**ABOUT THIS EXERCISE**
The line that contains "pub struct ComprehensiveReport" marks the end: retype the data below exactly from its first line through that line.
Start of DATA FOR THIS EXERCISE
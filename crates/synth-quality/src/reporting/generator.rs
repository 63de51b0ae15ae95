use crate::error::{QualityError, Result};
use crate::types::AnalysisResult;
use chrono::Local;
use serde::{Deserialize, Serialize};
use std::fs::{self, File};
use std::io::Write;
use std::path::PathBuf;
use tracing::info;

/// Analysis result with run metadata, for `--json` and `--emit-report`.
#[derive(Debug, Clone, Serialize, Deserialize)]
pub struct ComprehensiveReport {
    /// RFC 3339 timestamp of report creation
    pub generated_at: String,
    /// Path of the analyzed file
    pub input_file: String,
    #[serde(flatten)]
    pub analysis: AnalysisResult,
}

/// Writes JSON reports into an output directory.
pub struct ReportGenerator {
    output_dir: PathBuf,
}

impl ReportGenerator {
    pub fn new(output_dir: impl Into<PathBuf>) -> Self {
        Self {
            output_dir: output_dir.into(),
        }
    }

    pub fn build_comprehensive_report(
        input_file: &str,
        analysis: AnalysisResult,
    ) -> ComprehensiveReport {
        ComprehensiveReport {
            generated_at: Local::now().to_rfc3339(),
            input_file: input_file.to_string(),
            analysis,
        }
    }

    /// Write `report` as `<output_dir>/<report_base_name>_report.json`.
    pub fn write_report_to_file(
        &self,
        report: &ComprehensiveReport,
        report_base_name: &str,
    ) -> Result<PathBuf> {
        fs::create_dir_all(&self.output_dir).map_err(|e| {
            QualityError::ReportWriteFailed(format!("{}: {}", self.output_dir.display(), e))
        })?;

        let report_path = self
            .output_dir
            .join(format!("{}_report.json", report_base_name));
        let mut file = File::create(&report_path)?;
        file.write_all(serde_json::to_string_pretty(report)?.as_bytes())?;

        info!("Report saved: {}", report_path.display());

        Ok(report_path)
    }
}
//! Data Quality Profiling Library
//!
//! Profiles generated tabular datasets and scores how usable they are,
//! built with Rust and Polars.
//!
//! # Overview
//!
//! - **Resilient Loading**: a five-strategy CSV fallback chain with repair
//! - **Column Profiling**: numeric/categorical classification and cardinality
//! - **Quality Assessment**: missing values, duplicate rows, blank strings
//! - **Statistics**: quartiles, moments, IQR outliers, frequency tables
//! - **Heuristic Checks**: case, whitespace, negative values, unrealistic ranges
//! - **Correlations**: strongly correlated numeric pairs
//! - **Scoring**: four sub-scores, an overall score and recommendations
//! - **Reporting**: text report, feedback summary and JSON report files
//!
//! # Quick Start
//!
//! ```rust,ignore
//! use synth_quality::{AnalyzerConfig, QualityPipeline, render_text_report};
//!
//! let result = QualityPipeline::builder()
//!     .config(AnalyzerConfig::builder().parallel_stages(true).build()?)
//!     .on_progress(|update| {
//!         println!("[{:.0}%] {}", update.progress * 100.0, update.message);
//!     })
//!     .build()?
//!     .analyze_path("generated.csv")?;
//!
//! println!("{}", render_text_report(&result));
//! ```

pub mod config;
pub mod error;
pub mod loader;
pub mod pipeline;
pub mod profiler;
pub mod quality;
pub mod reporting;
pub mod scoring;
pub mod types;
pub mod utils;

// Re-exports for convenient access
pub use config::{
    AnalyzerConfig, AnalyzerConfigBuilder, ConfigValidationError, DEFAULT_NULL_VALUES, LoaderConfig,
};
pub use error::{QualityError, Result as QualityResult, ResultExt};
pub use loader::{LoadStrategy, LoadedTable, TableLoader};
pub use pipeline::{
    AnalysisStage, ClosureProgressReporter, ProgressReporter, ProgressUpdate, QualityPipeline,
    QualityPipelineBuilder,
};
pub use profiler::{ColumnClassifier, StatisticalSummarizer};
pub use quality::{ConsistencyChecker, CorrelationAnalyzer, DataQualityAnalyzer};
pub use reporting::{
    ComprehensiveReport, DEFAULT_FEEDBACK_FILE, FeedbackGenerator, ReportGenerator, TextReport,
    render_text_report,
};
pub use scoring::{QualityScorer, RecommendationEngine, RecommendationInputs};
pub use types::{
    AnalysisResult, BasicInfo, CategoricalSummary, ColumnKind, ColumnProfile, Correlation,
    EmptyStringStat, MissingValueStat, NumericSummary, QualityAssessment, QualityScores,
    StatisticalSummary, ValueCount,
};
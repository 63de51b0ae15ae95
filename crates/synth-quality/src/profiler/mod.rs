//! Column profiling: classification and statistical summaries.
//!
//! - [`ColumnClassifier`] splits columns into numeric and categorical and
//!   records their cardinality.
//! - [`StatisticalSummarizer`] describes the distribution of each column.

mod statistics;

pub use statistics::StatisticalSummarizer;

use crate::error::Result;
use crate::types::{ColumnKind, ColumnProfile};
use crate::utils::is_numeric_dtype;
use polars::prelude::*;
use tracing::debug;

/// Classifies columns by storage dtype.
pub struct ColumnClassifier;

impl ColumnClassifier {
    /// Profile every column of `df`, in table order.
    pub fn profile_columns(df: &DataFrame) -> Result<Vec<ColumnProfile>> {
        let rows = df.height();
        let mut profiles = Vec::with_capacity(df.width());

        for column in df.get_columns() {
            let series = column.as_materialized_series();
            let missing_count = series.null_count();
            let distinct_count = series.drop_nulls().n_unique()?;
            let distinct_ratio = if rows == 0 {
                0.0
            } else {
                distinct_count as f64 / rows as f64
            };
            let kind = if is_numeric_dtype(series.dtype()) {
                ColumnKind::Numeric
            } else {
                ColumnKind::Categorical
            };

            debug!(
                "Column '{}': {:?}, {} distinct, {} missing",
                series.name(),
                kind,
                distinct_count,
                missing_count
            );

            profiles.push(ColumnProfile {
                name: series.name().to_string(),
                dtype: series.dtype().to_string(),
                kind,
                non_null_count: rows - missing_count,
                missing_count,
                distinct_count,
                distinct_ratio,
            });
        }

        Ok(profiles)
    }

    /// Names of the numeric columns, in table order.
    pub fn numeric_names(profiles: &[ColumnProfile]) -> Vec<&str> {
        profiles
            .iter()
            .filter(|p| p.kind == ColumnKind::Numeric)
            .map(|p| p.name.as_str())
            .collect()
    }

    /// Names of the categorical columns, in table order.
    pub fn categorical_names(profiles: &[ColumnProfile]) -> Vec<&str> {
        profiles
            .iter()
            .filter(|p| p.kind == ColumnKind::Categorical)
            .map(|p| p.name.as_str())
            .collect()
    }
}
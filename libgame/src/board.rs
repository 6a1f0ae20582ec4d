use itertools::Itertools;

use crate::{cell::Cell, config::LifeConfig, pos::Position, save::SaveError};

const NEIGHBOR_RELATIVE_POSITIONS: &[[isize; 2]] = &[
    [-1, -1],
    [0, -1],
    [1, -1],
    [-1, 0],
    [1, 0],
    [-1, 1],
    [0, 1],
    [1, 1],
];

/// Screen-space rectangle of one cell, in canvas pixels.
#[derive(Debug, Clone, Copy, PartialEq, Eq)]
pub struct CellRect {
    pub x: u32,
    pub y: u32,
    pub width: u32,
    pub height: u32,
}

impl CellRect {
    pub fn contains(&self, x: u32, y: u32) -> bool {
        x >= self.x && x < self.x + self.width && y >= self.y && y < self.y + self.height
    }
}

/// A bounded grid of cells stored row-major: `index = x + y * width`.
///
/// Cells outside the grid don't exist; they are neither wrapped around nor
/// counted as dead neighbors.
#[derive(Debug, Clone, PartialEq, Eq)]
pub struct GameBoard {
    width: usize,
    height: usize,
    cell_size: u32,
    cells: Vec<Cell>,
    step_count: u64,
}

impl GameBoard {
    pub fn new(width: usize, height: usize, cell_size: u32) -> Self {
        assert!(width > 0 && height > 0, "board must have at least one cell");

        Self {
            width,
            height,
            cell_size,
            cells: vec![Cell::default(); width * height],
            step_count: 0,
        }
    }

    pub fn from_config(config: &LifeConfig) -> Self {
        Self::new(config.columns(), config.rows(), config.cell_size)
    }

    pub fn with_alive_flags(
        width: usize,
        height: usize,
        cell_size: u32,
        flags: &[bool],
    ) -> Result<Self, SaveError> {
        let mut board = Self::new(width, height, cell_size);
        board.deserialize_alive_flags(flags)?;
        Ok(board)
    }

    pub fn width(&self) -> usize {
        self.width
    }

    pub fn height(&self) -> usize {
        self.height
    }

    pub fn cell_size(&self) -> u32 {
        self.cell_size
    }

    pub fn len(&self) -> usize {
        self.cells.len()
    }

    pub fn is_empty(&self) -> bool {
        self.cells.is_empty()
    }

    pub fn step_count(&self) -> u64 {
        self.step_count
    }

    pub fn cells(&self) -> &[Cell] {
        &self.cells
    }

    pub fn is_alive(&self, index: usize) -> bool {
        self.cells[index].is_alive()
    }

    pub fn set_alive(&mut self, index: usize, alive: bool) {
        self.cells[index].set_alive(alive);
    }

    pub fn alive_count(&self) -> usize {
        self.cells.iter().filter(|cell| cell.is_alive()).count()
    }

    /// Kills every cell and zeroes the step counter.
    pub fn reset(&mut self) {
        self.cells = vec![Cell::default(); self.width * self.height];
        self.step_count = 0;
    }

    /// Resets the board, then brings `alive_cells` distinct random cells to life.
    pub fn randomize(&mut self, alive_cells: usize) {
        assert!(
            alive_cells <= self.len(),
            "Board size too small for requested alive cell count"
        );

        self.reset();

        let mut available_indices = (0..self.len()).collect_vec();
        for _ in 0..alive_cells {
            let chosen = rand::random_range(0..available_indices.len());
            let index = available_indices.swap_remove(chosen);
            self.cells[index].set_alive(true);
        }
    }

    /// Panics if `index` is out of range.
    pub fn toggle_cell_at(&mut self, index: usize) {
        self.check_index(index);
        self.cells[index].toggle();
        log::debug!("toggled cell {:?}", self.position_of(index));
    }

    pub fn index_of<P>(&self, pos: P) -> Option<usize>
    where
        P: Into<Position>,
    {
        let Position { x, y } = pos.into();

        if x >= self.width || y >= self.height {
            return None;
        }

        Some(x + y * self.width)
    }

    pub fn position_of(&self, index: usize) -> Position {
        Position {
            x: index % self.width,
            y: index / self.width,
        }
    }

    /// Alive flags of the in-bounds 8-connected neighbors: 3 for a corner,
    /// 5 for an edge and 8 for an interior cell. Panics if `index` is out of
    /// range.
    pub fn neighbors_of(&self, index: usize) -> Vec<bool> {
        self.check_index(index);
        let center = self.position_of(index);

        NEIGHBOR_RELATIVE_POSITIONS
            .iter()
            .filter_map(|[dx, dy]| {
                let neighbor_index = self.index_of(center.offset(*dx, *dy)?)?;
                Some(self.cells[neighbor_index].is_alive())
            })
            .collect()
    }

    fn live_neighbor_count(&self, index: usize) -> usize {
        self.neighbors_of(index).into_iter().filter(|alive| *alive).count()
    }

    /// Advances one generation. All cells are evaluated against the current
    /// state before any of them changes.
    pub fn step(&mut self) {
        let live_neighbor_counts = (0..self.len())
            .map(|index| self.live_neighbor_count(index))
            .collect_vec();

        for (cell, count) in self.cells.iter_mut().zip(live_neighbor_counts) {
            cell.evaluate(count);
        }

        for cell in &mut self.cells {
            cell.commit();
        }

        self.step_count += 1;
        log::debug!("step {} done, {} alive", self.step_count, self.alive_count());
    }

    pub fn cell_rect(&self, index: usize) -> CellRect {
        let Position { x, y } = self.position_of(index);

        CellRect {
            x: x as u32 * self.cell_size,
            y: y as u32 * self.cell_size,
            width: self.cell_size,
            height: self.cell_size,
        }
    }

    pub fn cell_rects(&self) -> Vec<CellRect> {
        (0..self.len()).map(|index| self.cell_rect(index)).collect()
    }

    /// Index of the cell under a canvas pixel, if any.
    pub fn cell_at_screen(&self, x: u32, y: u32) -> Option<usize> {
        if self.cell_size == 0 {
            return None;
        }

        self.index_of(Position {
            x: (x / self.cell_size) as usize,
            y: (y / self.cell_size) as usize,
        })
    }

    pub fn serialize_alive_flags(&self) -> Vec<bool> {
        self.cells.iter().map(Cell::is_alive).collect()
    }

    /// Replaces the board with the given alive flags. A length mismatch is
    /// rejected and leaves the board untouched.
    pub fn deserialize_alive_flags(&mut self, flags: &[bool]) -> Result<(), SaveError> {
        if flags.len() != self.len() {
            return Err(SaveError::Validation {
                expected: self.len(),
                found: flags.len(),
            });
        }

        self.reset();
        for (cell, alive) in self.cells.iter_mut().zip(flags) {
            cell.set_alive(*alive);
        }

        Ok(())
    }

    fn check_index(&self, index: usize) {
        assert!(
            index < self.len(),
            "cell index {index} out of range for a {}x{} board",
            self.width,
            self.height
        );
    }
}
End of DATA FOR THIS EXERCISE
**YOUR RESPONSE**
filename crates/synth-quality/src/reporting/generator.rs
repository 63de51b0ae15ae95
use crate::error::{QualityError, Result};
use crate::types::AnalysisResult;
use chrono::Local;
use serde::{Deserialize, Serialize};
use std::fs::{self, File};
use std::io::Write;
use std::path::PathBuf;
use tracing::info;

/// Analysis result with run metadata, for `--json` and `--emit-report`.
#[derive(Debug, Clone, Serialize, Deserialize)]
pub struct ComprehensiveReport {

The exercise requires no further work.